§ AVAILABLE DATA:
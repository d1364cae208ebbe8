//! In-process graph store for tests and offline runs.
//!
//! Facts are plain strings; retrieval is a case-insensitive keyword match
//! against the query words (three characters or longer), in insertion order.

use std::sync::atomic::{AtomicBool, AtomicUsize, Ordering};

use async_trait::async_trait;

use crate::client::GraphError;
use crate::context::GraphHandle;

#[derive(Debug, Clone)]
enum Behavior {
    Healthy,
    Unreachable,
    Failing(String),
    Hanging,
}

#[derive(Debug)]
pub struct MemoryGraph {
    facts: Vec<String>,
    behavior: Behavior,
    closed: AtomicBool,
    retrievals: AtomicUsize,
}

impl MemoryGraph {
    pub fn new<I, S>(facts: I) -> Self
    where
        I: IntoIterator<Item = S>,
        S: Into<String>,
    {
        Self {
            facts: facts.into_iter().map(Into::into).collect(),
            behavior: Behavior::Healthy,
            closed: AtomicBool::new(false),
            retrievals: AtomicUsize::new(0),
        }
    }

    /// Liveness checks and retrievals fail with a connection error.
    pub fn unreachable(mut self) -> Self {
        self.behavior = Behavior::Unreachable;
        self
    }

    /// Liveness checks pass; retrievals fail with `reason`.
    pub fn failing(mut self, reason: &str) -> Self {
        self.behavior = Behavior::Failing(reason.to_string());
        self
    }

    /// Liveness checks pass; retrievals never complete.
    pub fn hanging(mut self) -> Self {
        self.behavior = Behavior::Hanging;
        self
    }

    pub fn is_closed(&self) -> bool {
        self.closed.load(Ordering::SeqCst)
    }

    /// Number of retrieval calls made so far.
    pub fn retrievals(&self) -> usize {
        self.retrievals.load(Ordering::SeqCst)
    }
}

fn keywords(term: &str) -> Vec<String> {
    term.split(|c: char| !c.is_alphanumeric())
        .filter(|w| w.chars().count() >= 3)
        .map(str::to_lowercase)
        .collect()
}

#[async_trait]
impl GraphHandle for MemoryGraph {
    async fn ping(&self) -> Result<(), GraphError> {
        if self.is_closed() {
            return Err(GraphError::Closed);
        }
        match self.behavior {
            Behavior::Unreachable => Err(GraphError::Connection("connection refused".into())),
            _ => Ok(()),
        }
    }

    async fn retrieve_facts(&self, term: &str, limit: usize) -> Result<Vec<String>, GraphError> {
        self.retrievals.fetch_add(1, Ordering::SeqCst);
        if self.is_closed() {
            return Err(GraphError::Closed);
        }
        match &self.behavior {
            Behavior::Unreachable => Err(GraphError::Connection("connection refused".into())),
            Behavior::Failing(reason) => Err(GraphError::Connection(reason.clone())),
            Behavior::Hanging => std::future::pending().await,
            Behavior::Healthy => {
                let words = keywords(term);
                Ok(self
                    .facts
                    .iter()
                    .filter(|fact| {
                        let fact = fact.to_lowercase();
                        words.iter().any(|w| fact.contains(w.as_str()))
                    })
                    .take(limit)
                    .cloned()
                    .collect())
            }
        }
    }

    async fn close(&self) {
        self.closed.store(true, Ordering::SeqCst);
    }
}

==

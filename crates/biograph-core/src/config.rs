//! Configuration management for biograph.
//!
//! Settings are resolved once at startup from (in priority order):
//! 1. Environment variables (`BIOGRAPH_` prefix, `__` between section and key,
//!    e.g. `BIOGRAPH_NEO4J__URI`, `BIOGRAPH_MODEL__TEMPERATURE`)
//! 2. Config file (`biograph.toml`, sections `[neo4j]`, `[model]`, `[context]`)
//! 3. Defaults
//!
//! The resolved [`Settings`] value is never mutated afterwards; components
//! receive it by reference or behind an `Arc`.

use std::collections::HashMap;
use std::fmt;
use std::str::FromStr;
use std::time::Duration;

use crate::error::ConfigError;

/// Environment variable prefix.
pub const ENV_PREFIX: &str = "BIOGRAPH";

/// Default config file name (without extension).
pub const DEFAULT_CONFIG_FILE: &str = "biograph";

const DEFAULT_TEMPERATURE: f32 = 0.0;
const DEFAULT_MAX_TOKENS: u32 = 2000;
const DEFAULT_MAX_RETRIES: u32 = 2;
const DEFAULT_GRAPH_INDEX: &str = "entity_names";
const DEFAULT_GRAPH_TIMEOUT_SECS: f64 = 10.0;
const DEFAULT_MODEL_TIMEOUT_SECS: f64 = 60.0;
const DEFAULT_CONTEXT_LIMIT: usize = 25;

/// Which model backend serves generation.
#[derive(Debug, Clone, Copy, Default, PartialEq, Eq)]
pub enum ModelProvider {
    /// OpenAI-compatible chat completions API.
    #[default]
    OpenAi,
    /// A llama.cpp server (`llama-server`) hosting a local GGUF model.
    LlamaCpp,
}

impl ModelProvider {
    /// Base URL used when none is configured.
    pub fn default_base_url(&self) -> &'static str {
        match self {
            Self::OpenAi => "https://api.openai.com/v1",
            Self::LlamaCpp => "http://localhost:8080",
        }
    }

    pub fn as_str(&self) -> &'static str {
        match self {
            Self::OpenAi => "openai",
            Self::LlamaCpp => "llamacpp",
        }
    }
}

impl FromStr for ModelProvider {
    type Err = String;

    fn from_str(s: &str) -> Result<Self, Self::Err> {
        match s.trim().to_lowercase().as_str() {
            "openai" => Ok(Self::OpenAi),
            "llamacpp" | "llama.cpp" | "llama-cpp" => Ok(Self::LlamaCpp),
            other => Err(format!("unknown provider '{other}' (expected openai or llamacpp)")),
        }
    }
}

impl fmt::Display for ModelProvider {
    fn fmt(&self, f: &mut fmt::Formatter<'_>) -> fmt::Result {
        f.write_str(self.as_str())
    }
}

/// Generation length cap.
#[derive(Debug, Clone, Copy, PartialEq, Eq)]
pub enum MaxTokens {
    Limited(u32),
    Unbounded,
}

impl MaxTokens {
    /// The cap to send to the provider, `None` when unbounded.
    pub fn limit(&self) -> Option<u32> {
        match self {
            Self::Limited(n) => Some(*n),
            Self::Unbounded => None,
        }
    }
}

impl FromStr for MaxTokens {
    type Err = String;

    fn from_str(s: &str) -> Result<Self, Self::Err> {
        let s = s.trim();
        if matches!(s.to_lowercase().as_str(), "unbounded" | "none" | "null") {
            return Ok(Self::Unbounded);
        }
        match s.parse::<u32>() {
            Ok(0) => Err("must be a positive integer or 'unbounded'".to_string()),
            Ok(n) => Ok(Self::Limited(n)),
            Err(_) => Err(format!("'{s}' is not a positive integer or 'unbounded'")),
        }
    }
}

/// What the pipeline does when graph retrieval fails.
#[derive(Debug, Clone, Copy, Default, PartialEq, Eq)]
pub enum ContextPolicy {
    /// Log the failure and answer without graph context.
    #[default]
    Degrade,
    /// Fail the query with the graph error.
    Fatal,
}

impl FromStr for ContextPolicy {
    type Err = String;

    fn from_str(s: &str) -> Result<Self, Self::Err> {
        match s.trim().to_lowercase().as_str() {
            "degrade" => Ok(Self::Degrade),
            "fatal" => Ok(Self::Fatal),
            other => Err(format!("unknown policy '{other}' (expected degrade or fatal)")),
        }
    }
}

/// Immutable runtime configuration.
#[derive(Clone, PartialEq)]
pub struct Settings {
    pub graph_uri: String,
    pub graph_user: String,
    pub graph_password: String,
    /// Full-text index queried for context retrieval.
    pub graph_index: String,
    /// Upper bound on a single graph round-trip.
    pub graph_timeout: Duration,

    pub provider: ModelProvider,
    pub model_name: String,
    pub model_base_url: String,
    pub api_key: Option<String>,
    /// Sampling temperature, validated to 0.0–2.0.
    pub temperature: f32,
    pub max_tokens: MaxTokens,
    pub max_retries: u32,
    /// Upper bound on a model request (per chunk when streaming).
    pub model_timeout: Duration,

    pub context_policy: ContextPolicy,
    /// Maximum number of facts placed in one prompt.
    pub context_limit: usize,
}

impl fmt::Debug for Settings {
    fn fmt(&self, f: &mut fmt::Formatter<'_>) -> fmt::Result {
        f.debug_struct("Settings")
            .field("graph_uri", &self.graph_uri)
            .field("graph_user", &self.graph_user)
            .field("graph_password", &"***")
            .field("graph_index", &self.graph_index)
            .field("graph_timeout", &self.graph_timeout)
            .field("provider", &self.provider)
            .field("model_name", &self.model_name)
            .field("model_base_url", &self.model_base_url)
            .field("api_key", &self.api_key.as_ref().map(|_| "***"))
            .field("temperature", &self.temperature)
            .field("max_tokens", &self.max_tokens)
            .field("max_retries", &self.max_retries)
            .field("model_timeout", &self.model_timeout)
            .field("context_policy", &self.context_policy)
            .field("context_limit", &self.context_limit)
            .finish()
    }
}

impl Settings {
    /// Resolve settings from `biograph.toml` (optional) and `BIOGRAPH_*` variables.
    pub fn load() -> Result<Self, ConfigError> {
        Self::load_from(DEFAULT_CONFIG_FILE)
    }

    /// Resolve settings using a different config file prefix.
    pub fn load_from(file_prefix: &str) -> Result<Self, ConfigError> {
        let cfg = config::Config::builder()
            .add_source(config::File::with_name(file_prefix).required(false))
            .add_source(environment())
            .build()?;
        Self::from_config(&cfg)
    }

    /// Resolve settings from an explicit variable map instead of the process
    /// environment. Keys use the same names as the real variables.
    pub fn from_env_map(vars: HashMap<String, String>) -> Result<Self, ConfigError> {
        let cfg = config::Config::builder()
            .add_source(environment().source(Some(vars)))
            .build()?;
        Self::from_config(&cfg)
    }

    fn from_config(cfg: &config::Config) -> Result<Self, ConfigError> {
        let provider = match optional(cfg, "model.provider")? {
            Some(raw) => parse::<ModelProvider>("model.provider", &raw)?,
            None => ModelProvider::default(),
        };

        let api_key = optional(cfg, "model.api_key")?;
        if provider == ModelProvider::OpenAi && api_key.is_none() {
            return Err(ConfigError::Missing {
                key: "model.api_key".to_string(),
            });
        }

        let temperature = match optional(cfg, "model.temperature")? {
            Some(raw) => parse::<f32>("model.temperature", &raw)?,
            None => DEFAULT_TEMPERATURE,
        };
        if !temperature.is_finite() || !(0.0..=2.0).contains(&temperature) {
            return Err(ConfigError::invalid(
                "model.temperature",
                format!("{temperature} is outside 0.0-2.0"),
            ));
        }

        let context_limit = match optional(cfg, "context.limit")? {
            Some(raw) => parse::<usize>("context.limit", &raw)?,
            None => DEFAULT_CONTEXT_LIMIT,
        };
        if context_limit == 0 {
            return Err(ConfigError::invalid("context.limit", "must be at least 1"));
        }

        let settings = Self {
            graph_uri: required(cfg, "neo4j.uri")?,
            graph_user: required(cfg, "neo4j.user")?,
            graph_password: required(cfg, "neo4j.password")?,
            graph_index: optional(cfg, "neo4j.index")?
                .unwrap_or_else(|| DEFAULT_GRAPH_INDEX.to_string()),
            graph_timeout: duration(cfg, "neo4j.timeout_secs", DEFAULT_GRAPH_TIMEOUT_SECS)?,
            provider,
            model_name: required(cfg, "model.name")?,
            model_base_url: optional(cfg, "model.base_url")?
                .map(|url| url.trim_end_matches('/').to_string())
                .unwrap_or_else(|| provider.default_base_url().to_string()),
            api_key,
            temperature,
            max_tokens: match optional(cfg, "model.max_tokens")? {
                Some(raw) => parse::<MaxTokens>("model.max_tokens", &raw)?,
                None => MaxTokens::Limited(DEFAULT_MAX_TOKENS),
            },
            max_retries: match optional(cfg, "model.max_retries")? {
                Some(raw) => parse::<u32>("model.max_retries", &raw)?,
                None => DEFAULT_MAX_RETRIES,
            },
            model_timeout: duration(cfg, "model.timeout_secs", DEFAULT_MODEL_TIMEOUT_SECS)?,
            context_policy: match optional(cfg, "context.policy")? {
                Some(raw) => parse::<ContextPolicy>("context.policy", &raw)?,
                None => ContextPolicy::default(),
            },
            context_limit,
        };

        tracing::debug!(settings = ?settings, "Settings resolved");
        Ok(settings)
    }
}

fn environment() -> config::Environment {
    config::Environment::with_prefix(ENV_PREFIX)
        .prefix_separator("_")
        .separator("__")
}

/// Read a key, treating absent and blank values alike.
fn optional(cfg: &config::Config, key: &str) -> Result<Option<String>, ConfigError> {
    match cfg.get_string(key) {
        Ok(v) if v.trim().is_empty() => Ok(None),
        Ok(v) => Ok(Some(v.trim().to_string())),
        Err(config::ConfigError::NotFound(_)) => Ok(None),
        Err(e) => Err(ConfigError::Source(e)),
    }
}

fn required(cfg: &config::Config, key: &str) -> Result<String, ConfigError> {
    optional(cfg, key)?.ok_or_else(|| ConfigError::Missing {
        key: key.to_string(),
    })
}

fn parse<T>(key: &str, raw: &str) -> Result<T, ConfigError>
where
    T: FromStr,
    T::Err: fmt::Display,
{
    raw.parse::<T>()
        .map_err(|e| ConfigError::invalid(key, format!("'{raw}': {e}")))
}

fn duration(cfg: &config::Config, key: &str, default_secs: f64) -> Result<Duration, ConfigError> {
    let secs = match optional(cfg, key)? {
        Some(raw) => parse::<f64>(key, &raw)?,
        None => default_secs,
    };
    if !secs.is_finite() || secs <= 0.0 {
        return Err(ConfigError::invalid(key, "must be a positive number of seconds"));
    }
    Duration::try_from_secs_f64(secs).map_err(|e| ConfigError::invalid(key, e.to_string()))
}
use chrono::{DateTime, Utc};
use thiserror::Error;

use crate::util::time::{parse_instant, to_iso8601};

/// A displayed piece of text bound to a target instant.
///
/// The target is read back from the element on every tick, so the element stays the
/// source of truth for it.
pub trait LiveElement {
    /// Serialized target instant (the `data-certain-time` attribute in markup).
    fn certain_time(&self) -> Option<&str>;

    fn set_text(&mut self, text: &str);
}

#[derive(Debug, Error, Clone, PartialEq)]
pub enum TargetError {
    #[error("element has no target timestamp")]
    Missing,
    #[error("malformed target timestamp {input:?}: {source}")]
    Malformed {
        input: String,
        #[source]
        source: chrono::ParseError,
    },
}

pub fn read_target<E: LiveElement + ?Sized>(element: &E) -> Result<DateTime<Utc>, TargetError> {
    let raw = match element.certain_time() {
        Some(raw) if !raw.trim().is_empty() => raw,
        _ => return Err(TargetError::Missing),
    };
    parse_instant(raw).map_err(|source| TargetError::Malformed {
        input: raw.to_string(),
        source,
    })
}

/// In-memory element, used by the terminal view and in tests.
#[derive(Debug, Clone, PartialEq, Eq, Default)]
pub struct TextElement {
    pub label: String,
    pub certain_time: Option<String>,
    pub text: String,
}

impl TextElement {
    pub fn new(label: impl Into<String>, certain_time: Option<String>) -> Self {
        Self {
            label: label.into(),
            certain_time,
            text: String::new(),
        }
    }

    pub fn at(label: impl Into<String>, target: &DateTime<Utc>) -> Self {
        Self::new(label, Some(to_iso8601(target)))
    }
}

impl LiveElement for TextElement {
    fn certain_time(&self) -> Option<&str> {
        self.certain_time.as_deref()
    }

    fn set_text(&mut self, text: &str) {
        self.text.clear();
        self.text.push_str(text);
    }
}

...

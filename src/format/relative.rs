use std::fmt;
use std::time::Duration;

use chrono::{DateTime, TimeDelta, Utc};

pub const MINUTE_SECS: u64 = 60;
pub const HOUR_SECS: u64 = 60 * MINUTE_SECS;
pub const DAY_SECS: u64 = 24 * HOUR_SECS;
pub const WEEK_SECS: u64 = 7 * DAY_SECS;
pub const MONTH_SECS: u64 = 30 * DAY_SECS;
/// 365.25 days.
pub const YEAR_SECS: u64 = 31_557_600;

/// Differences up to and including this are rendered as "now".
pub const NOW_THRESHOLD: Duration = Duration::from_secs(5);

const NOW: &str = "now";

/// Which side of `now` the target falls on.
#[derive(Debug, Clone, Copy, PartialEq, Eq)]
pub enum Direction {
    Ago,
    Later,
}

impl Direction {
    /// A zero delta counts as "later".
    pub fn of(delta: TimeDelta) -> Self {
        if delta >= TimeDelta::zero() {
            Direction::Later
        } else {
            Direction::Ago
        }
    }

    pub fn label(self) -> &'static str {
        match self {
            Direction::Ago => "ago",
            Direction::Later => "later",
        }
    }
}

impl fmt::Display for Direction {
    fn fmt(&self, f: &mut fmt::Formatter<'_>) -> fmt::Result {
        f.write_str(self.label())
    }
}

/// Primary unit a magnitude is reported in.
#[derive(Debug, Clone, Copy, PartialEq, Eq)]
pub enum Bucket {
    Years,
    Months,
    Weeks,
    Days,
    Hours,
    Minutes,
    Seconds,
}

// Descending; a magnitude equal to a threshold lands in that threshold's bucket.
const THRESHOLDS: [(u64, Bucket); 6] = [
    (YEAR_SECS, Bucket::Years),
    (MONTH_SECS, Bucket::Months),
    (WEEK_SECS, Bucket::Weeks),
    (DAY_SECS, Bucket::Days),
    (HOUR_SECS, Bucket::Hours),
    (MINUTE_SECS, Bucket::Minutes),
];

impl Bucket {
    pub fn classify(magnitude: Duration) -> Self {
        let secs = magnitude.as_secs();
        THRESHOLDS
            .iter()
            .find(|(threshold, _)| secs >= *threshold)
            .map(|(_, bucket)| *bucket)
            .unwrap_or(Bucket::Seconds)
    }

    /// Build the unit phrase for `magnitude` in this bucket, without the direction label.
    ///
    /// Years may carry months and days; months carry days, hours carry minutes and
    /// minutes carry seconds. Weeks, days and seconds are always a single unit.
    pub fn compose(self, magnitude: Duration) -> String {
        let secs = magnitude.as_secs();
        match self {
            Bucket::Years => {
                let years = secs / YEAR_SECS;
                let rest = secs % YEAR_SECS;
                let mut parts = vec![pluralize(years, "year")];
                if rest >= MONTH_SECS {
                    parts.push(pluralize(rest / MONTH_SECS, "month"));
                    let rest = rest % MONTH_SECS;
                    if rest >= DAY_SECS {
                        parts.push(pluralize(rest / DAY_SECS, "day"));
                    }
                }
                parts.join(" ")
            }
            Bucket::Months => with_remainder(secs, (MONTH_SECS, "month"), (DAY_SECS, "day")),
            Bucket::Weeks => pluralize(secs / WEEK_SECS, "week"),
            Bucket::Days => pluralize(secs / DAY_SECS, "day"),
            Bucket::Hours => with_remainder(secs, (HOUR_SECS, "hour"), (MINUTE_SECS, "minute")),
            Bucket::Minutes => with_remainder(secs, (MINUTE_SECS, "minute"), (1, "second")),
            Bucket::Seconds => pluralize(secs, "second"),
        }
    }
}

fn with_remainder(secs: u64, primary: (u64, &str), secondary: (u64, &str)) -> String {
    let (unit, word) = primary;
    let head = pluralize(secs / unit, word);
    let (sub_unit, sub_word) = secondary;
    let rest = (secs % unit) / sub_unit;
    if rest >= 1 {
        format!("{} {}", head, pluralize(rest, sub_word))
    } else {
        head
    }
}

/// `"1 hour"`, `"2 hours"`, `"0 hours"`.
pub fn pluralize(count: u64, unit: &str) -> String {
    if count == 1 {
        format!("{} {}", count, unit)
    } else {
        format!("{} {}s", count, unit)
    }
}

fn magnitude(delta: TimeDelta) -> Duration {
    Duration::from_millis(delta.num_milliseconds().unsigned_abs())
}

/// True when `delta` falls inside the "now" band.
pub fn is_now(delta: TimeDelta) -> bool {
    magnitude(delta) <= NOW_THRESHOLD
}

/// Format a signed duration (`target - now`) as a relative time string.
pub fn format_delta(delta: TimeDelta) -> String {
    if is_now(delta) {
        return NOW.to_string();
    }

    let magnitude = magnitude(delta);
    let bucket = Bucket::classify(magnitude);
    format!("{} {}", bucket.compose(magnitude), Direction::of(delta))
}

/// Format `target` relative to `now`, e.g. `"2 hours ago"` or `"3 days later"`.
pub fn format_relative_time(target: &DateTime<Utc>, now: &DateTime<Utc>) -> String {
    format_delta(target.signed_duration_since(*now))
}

§ WHAT YOU WILL DO: What is needed is each line from the records with the word "Healthy" in it.

§ REPLY:
    Healthy,
            behavior: Behavior::Healthy,
            Behavior::Healthy => {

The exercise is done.